Problem statement: Each record below is to be output with no change at all.

Dataset extract:
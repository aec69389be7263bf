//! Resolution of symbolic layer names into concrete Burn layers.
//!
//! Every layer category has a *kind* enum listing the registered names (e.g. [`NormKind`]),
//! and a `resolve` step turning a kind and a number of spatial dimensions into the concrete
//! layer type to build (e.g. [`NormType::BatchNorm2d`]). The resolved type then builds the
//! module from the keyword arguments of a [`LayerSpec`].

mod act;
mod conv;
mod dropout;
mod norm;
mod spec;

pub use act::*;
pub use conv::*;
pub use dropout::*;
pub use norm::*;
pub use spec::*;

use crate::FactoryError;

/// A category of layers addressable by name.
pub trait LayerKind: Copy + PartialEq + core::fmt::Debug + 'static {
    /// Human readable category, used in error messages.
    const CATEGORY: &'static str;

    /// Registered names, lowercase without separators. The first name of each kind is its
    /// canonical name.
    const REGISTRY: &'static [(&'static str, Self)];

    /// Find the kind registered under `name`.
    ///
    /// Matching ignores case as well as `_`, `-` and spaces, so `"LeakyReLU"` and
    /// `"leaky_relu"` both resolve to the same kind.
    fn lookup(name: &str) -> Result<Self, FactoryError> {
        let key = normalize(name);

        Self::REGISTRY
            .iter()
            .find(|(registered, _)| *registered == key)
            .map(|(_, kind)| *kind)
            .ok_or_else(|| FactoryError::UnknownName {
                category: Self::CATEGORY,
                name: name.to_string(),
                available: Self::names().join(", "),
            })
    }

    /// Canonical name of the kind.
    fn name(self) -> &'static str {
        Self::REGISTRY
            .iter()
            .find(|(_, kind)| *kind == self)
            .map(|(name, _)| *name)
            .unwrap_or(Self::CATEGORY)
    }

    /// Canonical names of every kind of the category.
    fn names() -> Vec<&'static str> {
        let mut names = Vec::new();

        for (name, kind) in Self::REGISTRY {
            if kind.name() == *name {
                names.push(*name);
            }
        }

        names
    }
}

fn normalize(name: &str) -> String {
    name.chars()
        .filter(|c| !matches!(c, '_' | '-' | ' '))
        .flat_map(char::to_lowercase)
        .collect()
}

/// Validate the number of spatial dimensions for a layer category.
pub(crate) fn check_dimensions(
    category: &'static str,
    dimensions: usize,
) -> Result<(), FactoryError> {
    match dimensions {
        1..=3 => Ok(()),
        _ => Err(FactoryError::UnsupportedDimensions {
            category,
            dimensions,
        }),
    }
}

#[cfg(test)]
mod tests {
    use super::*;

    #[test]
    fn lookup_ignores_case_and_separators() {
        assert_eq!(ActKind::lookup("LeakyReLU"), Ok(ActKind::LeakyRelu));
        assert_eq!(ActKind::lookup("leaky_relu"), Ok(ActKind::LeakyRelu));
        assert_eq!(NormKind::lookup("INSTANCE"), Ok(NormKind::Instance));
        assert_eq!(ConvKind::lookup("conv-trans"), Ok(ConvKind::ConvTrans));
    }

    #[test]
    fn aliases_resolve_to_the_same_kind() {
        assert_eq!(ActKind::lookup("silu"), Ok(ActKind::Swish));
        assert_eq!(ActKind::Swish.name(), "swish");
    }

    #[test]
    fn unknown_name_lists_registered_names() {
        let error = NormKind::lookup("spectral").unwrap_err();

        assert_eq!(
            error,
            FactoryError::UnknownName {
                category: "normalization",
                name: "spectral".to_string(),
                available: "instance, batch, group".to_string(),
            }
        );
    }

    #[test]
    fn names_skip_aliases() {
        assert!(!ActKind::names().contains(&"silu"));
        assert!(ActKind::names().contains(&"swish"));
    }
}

Solved problem:
repository aec69389be7263bf
//! Resolution of symbolic layer names into concrete Burn layers.
//!
//! Every layer category has a *kind* enum listing the registered names (e.g. [`NormKind`]),
//! and a `resolve` step turning a kind and a number of spatial dimensions into the concrete
//! layer type to build (e.g. [`NormType::BatchNorm2d`]). The resolved type then builds the
//! module from the keyword arguments of a [`LayerSpec`].

mod act;
mod conv;
mod dropout;
mod norm;
mod spec;

pub use act::*;
pub use conv::*;
pub use dropout::*;
pub use norm::*;
pub use spec::*;

use crate::FactoryError;

/// A category of layers addressable by name.
pub trait LayerKind: Copy + PartialEq + core::fmt::Debug + 'static {
    /// Human readable category, used in error messages.
    const CATEGORY: &'static str;

    /// Registered names, lowercase without separators. The first name of each kind is its
    /// canonical name.
    const REGISTRY: &'static [(&'static str, Self)];

    /// Find the kind registered under `name`.
    ///
    /// Matching ignores case as well as `_`, `-` and spaces, so `"LeakyReLU"` and
    /// `"leaky_relu"` both resolve to the same kind.
    fn lookup(name: &str) -> Result<Self, FactoryError> {
        let key = normalize(name);

        Self::REGISTRY
            .iter()
            .find(|(registered, _)| *registered == key)
            .map(|(_, kind)| *kind)
            .ok_or_else(|| FactoryError::UnknownName {
                category: Self::CATEGORY,
                name: name.to_string(),
                available: Self::names().join(", "),
            })
    }

    /// Canonical name of the kind.
    fn name(self) -> &'static str {
        Self::REGISTRY
            .iter()
            .find(|(_, kind)| *kind == self)
            .map(|(name, _)| *name)
            .unwrap_or(Self::CATEGORY)
    }

    /// Canonical names of every kind of the category.
    fn names() -> Vec<&'static str> {
        let mut names = Vec::new();

        for (name, kind) in Self::REGISTRY {
            if kind.name() == *name {
                names.push(*name);
            }
        }

        names
    }
}

fn normalize(name: &str) -> String {
    name.chars()
        .filter(|c| !matches!(c, '_' | '-' | ' '))
        .flat_map(char::to_lowercase)
        .collect()
}

/// Validate the number of spatial dimensions for a layer category.
pub(crate) fn check_dimensions(
    category: &'static str,
    dimensions: usize,
) -> Result<(), FactoryError> {
    match dimensions {
        1..=3 => Ok(()),
        _ => Err(FactoryError::UnsupportedDimensions {
            category,
            dimensions,
        }),
    }
}

#[cfg(test)]
mod tests {
    use super::*;

    #[test]
    fn lookup_ignores_case_and_separators() {
        assert_eq!(ActKind::lookup("LeakyReLU"), Ok(ActKind::LeakyRelu));
        assert_eq!(ActKind::lookup("leaky_relu"), Ok(ActKind::LeakyRelu));
        assert_eq!(NormKind::lookup("INSTANCE"), Ok(NormKind::Instance));
        assert_eq!(ConvKind::lookup("conv-trans"), Ok(ConvKind::ConvTrans));
    }

    #[test]
    fn aliases_resolve_to_the_same_kind() {
        assert_eq!(ActKind::lookup("silu"), Ok(ActKind::Swish));
        assert_eq!(ActKind::Swish.name(), "swish");
    }

    #[test]
    fn unknown_name_lists_registered_names() {
        let error = NormKind::lookup("spectral").unwrap_err();

        assert_eq!(
            error,
            FactoryError::UnknownName {
                category: "normalization",
                name: "spectral".to_string(),
                available: "instance, batch, group".to_string(),
            }
        );
    }

    #[test]
    fn names_skip_aliases() {
        assert!(!ActKind::names().contains(&"silu"));
        assert!(ActKind::names().contains(&"swish"));
    }
}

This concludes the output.